Dale Mahalko dmahalko at gmail.com
Mon Jun 9 00:22:15 PDT 2008


>From the mention of pitchforks and politics in Robin's other thread, I
am getting the impression that some people don't really want to
improve the local caching performance as much as possible.

The best possible caching performance would require storing raw data
in ways that would make it all so much easier to "rip" and reuse
copyrighted assets without the creator's permission.



This whole secondary decoded image cache discussion... will LL's
senior developers allow this project to exist in the release viewer?

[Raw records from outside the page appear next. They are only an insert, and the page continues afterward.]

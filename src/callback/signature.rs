//! HMAC-SHA256 signatures for webhook callbacks.
//!
//! The sender signs the raw request body with the shared secret and puts the
//! hex digest in the [`SIGNATURE_HEADER`] header.

use hmac::{Hmac, KeyInit, Mac};
use sha2::Sha256;

use crate::error::{Error, Result};

type HmacSha256 = Hmac<Sha256>;

/// Header carrying the callback signature.
pub const SIGNATURE_HEADER: &str = "X-Kling-Signature";

fn mac_for(secret: &[u8]) -> Result<HmacSha256> {
    <HmacSha256 as KeyInit>::new_from_slice(secret)
        .map_err(|e| Error::Signature(format!("unusable callback secret: {e}")))
}

/// Hex-encoded HMAC-SHA256 of `body` under `secret`.
///
/// # Examples
///
/// ```
/// use kling::callback::signature::{sign, verify};
///
/// let body = br#"{"task_id":"t-1","task_status":"succeed"}"#;
/// let signature = sign(b"shared-secret", body).unwrap();
/// assert_eq!(signature.len(), 64);
/// assert!(verify(b"shared-secret", body, Some(&signature)).is_ok());
/// assert!(verify(b"other-secret", body, Some(&signature)).is_err());
/// ```
pub fn sign(secret: &[u8], body: &[u8]) -> Result<String> {
    let mut mac = mac_for(secret)?;
    mac.update(body);
    Ok(hex::encode(mac.finalize().into_bytes()))
}

/// Checks `signature` against `body` in constant time.
///
/// Accepts an optional `sha256=` prefix. A missing signature is an error.
pub fn verify(secret: &[u8], body: &[u8], signature: Option<&str>) -> Result<()> {
    let signature = signature
        .map(str::trim)
        .filter(|s| !s.is_empty())
        .ok_or_else(|| Error::Signature(format!("missing {SIGNATURE_HEADER} header")))?;
    let hex_digest = signature.strip_prefix("sha256=").unwrap_or(signature);
    let expected = hex::decode(hex_digest)
        .map_err(|_| Error::Signature("signature is not hex-encoded".to_string()))?;

    let mut mac = mac_for(secret)?;
    mac.update(body);
    mac.verify_slice(&expected)
        .map_err(|_| Error::Signature("signature mismatch".to_string()))
}

#[cfg(test)]
mod tests {
    use super::*;

    #[test]
    fn signature_depends_on_secret_and_body() {
        let a = sign(b"secret", b"payload").unwrap();
        assert_eq!(a, sign(b"secret", b"payload").unwrap());
        assert_ne!(a, sign(b"secret2", b"payload").unwrap());
        assert_ne!(a, sign(b"secret", b"payload2").unwrap());
        assert!(a.chars().all(|c| c.is_ascii_hexdigit()));
    }

    #[test]
    fn verify_rejects_missing_and_malformed() {
        let body = b"{}";
        assert!(matches!(verify(b"k", body, None), Err(Error::Signature(_))));
        assert!(matches!(verify(b"k", body, Some("  ")), Err(Error::Signature(_))));
        assert!(matches!(verify(b"k", body, Some("zz")), Err(Error::Signature(_))));

        let good = sign(b"k", body).unwrap();
        assert!(verify(b"k", body, Some(&format!("sha256={good}"))).is_ok());
        assert!(verify(b"k", b"{ }", Some(&good)).is_err());
    }
}
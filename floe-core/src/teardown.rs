//! Detached, self-owning teardown of ICE engines and port reservations
//!
//! Stopping an engine is asynchronous and must never block the caller:
//! sessions, channels and the manager all hand their transport resources
//! here and move on. The coordinator waits for every engine's `Stopped`
//! event, bounded by [`TEARDOWN_TIMEOUT`], then drops everything it holds
//! (releasing the port reservation last).

use crate::ice::{IceEngine, IceEngineEvent};
use crate::types::PortReservation;
use futures::future::join_all;
use std::sync::Arc;
use std::time::Duration;
use tracing::{debug, warn};

/// Upper bound on waiting for engines to confirm they stopped
pub const TEARDOWN_TIMEOUT: Duration = Duration::from_secs(3);

/// Fire-and-forget teardown of a set of engines
#[derive(Debug)]
pub struct TeardownCoordinator;

impl TeardownCoordinator {
    /// Stop the given engines in the background and release the port
    /// reservation once they are all down or the timeout elapses.
    ///
    /// Returns immediately. The spawned task owns the engines and the
    /// reservation for the remainder of their lives.
    pub fn release(engines: Vec<Arc<dyn IceEngine>>, reservation: Option<PortReservation>) {
        if engines.is_empty() {
            drop(reservation);
            return;
        }
        tokio::spawn(async move {
            // The timeout covers the stop calls themselves, not just the
            // Stopped waits: an engine whose `stop` never returns must not
            // hold up the others or the release. Subscribe before
            // requesting the stop so the Stopped event cannot be missed.
            let shutdowns = engines.iter().map(|engine| async move {
                let rx = engine.subscribe();
                engine.stop().await;
                if !engine.is_stopped() {
                    wait_for_stopped(rx).await;
                }
            });

            let all = join_all(shutdowns);
            if tokio::time::timeout(TEARDOWN_TIMEOUT, all).await.is_err() {
                warn!(
                    engines = engines.len(),
                    "teardown timed out waiting for engines to stop"
                );
            } else {
                debug!(engines = engines.len(), "all engines stopped");
            }
            drop(engines);
            drop(reservation);
        });
    }
}

async fn wait_for_stopped(mut rx: tokio::sync::broadcast::Receiver<IceEngineEvent>) {
    loop {
        match rx.recv().await {
            Ok(IceEngineEvent::Stopped) | Err(_) => return,
            Ok(_) => {}
        }
    }
}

JPEG2000 seems to have two purposes. Not only does it allow high
compression, but it isn't a widely accepted image standard, so the
texture cache as designed now is somewhat protected and obfuscated by
locally caching bitmaps that way.

Decompressing JPEG2000 straight to video memory helps to hide the raw
data from casual ripping. This is easily defeated with that OpenGL
wrapper, but the wrapper also generates a ton of garbage that must be
sifted to find the desired texture to steal, so it isn't easy to use
for ripping by any means.

A raw decompressed texture cache would be ridiculously easy to rip.
Can you imagine casually browsing to the SL cache folders with Windows
and having it auto-create thumbnails of every single cached image? Or
having the texture cache folders imported into Picasa's catalog? There
are people selling high-value avatar skins and sculpties who would
probably have an apoplectic fit if they saw this.



The VFS is another obfuscatory layer. As designed it is a RAM-disk,
read into memory only when the client starts up, and it isn't written
to the disk at all while the client is running. It consumes precious
limited system memory at all times, but it also helps to hide
downloaded assets in a storage system that cannot be easily snooped
with file-access monitoring tools.

As a RAM-disk, the VFS absolutely does not scale, and trying to
improve network caching performance by making the VFS several
gigabytes in size just invites virtual-memory page swapping and poor
overall system performance.

I think we'd be much better off to use the new folder-based texture
caching system to store all asset types, and completely cease the use
of the VFS and its totally-held-in-RAM design.

BUT this would remove all obfuscatory layers of the VFS and would make
it easier to directly examine and potentially rip downloaded assets of
any type. Non-texture assets are probably all in their raw file data
formats, and they would be laid bare and helpless in a folder-based
cache, so LL may not be willing to allow this.

A move to a local MySQL database may be needed not only to merely make
the asset cache scalable and more efficient, but more importantly, to
preserve the local asset storage obfuscation layers.



The developers on this list appear to understand that ultimately
nothing sent to the client can be protected from copying and
unauthorized reuse, and this is just the facts of life. It sounds to
me like some people at LL don't want to force the rest of the userbase
to accept this reality.

We may have to continue to live with lousy local caching performance
just to help assuage the fears of the angry and irrational
pitchfork-waving masses that are still running "anti-copybot" scripts.